**WHAT IS NEEDED**
Could you return every line of the records below that contains the word "match"?

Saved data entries
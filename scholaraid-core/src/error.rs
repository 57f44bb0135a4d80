//! Error types for the application lifecycle

use thiserror::Error;

use crate::backend::traits::{EncryptionError, LedgerError, VerifierError};

/// Result type for controller operations
pub type Result<T> = std::result::Result<T, ControllerError>;

/// Controller error taxonomy.
///
/// Every variant is meant to surface to the presentation layer as a
/// user-visible notification.
#[derive(Error, Debug, Clone, PartialEq, Eq)]
pub enum ControllerError {
    /// No active identity
    #[error("Not authenticated: connect an identity first")]
    NotAuthenticated,

    /// Bad input shape or range, rejected before any external call
    #[error("Validation failed: {0}")]
    ValidationFailed(String),

    /// The encryption provider could not produce a ciphertext
    #[error("Encryption failed: {0}")]
    EncryptionFailed(String),

    /// The signer declined the transaction
    #[error("Submission rejected: {0}")]
    SubmissionRejected(String),

    /// Transport or contract failure on the write path
    #[error("Ledger write failed: {0}")]
    LedgerWriteFailed(String),

    /// The read path could not be reached
    #[error("Ledger unavailable: {0}")]
    LedgerUnavailable(String),

    /// Decryption or proof verification did not complete
    #[error("Decryption failed: {0}")]
    DecryptionFailed(String),

    /// The id does not reference a known application
    #[error("Application not found: {0}")]
    ApplicationNotFound(String),

    /// A verification for this application is already running
    #[error("Verification already in flight for application {0}")]
    VerificationInFlight(String),
}

impl ControllerError {
    /// Classify a write-path failure.
    pub(crate) fn from_write(err: LedgerError) -> Self {
        match err {
            LedgerError::SignerRejected(msg) => ControllerError::SubmissionRejected(msg),
            other => ControllerError::LedgerWriteFailed(other.to_string()),
        }
    }

    /// Classify a read-path failure.
    pub(crate) fn from_read(err: LedgerError) -> Self {
        ControllerError::LedgerUnavailable(err.to_string())
    }
}

impl From<EncryptionError> for ControllerError {
    fn from(err: EncryptionError) -> Self {
        ControllerError::EncryptionFailed(err.to_string())
    }
}

impl From<VerifierError> for ControllerError {
    fn from(err: VerifierError) -> Self {
        ControllerError::DecryptionFailed(err.to_string())
    }
}
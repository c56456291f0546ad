use std::fmt::{self, Debug, Formatter};
use std::rc::Rc;

use super::{Name, Rejection};

pub type InstantiateHook<T> = Box<dyn Fn(&Rc<T>)>;

pub type NameAssignHook<T> = Box<dyn Fn(&str, &Rc<T>, Option<&Name>) -> Result<String, Rejection>>;

pub type NameQueryHook = Box<dyn Fn(&Name) -> Name>;

/// The user extension points of a [`Registry`](super::Registry). Every hook is optional and
/// behaves as the identity when absent.
pub struct Hooks<T: ?Sized> {
    pub(crate) on_instantiate: Option<InstantiateHook<T>>,
    pub(crate) on_name_assign: Option<NameAssignHook<T>>,
    pub(crate) on_name_query: Option<NameQueryHook>,
}

impl<T: ?Sized> Hooks<T> {
    pub(crate) const fn is_empty(&self) -> bool {
        self.on_instantiate.is_none()
            && self.on_name_assign.is_none()
            && self.on_name_query.is_none()
    }

    pub(crate) fn instantiated(&self, instance: &Rc<T>) {
        if let Some(hook) = &self.on_instantiate {
            hook(instance);
        }
    }

    pub(crate) fn assign(
        &self,
        candidate: &str,
        instance: &Rc<T>,
        previous: Option<&Name>,
    ) -> Result<String, Rejection> {
        match &self.on_name_assign {
            Some(hook) => hook(candidate, instance, previous),
            None => Ok(candidate.into()),
        }
    }

    pub(crate) fn query(&self, stored: Name) -> Name {
        match &self.on_name_query {
            Some(hook) => hook(&stored),
            None => stored,
        }
    }
}

impl<T: ?Sized> Default for Hooks<T> {
    fn default() -> Self {
        Hooks {
            on_instantiate: None,
            on_name_assign: None,
            on_name_query: None,
        }
    }
}

impl<T: ?Sized> Debug for Hooks<T> {
    fn fmt(&self, f: &mut Formatter<'_>) -> fmt::Result {
        f.debug_struct("Hooks")
            .field("on_instantiate", &self.on_instantiate.is_some())
            .field("on_name_assign", &self.on_name_assign.is_some())
            .field("on_name_query", &self.on_name_query.is_some())
            .finish()
    }
}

**ANSWER**
        match err {
        match &self.on_name_assign {
        match &self.on_name_query {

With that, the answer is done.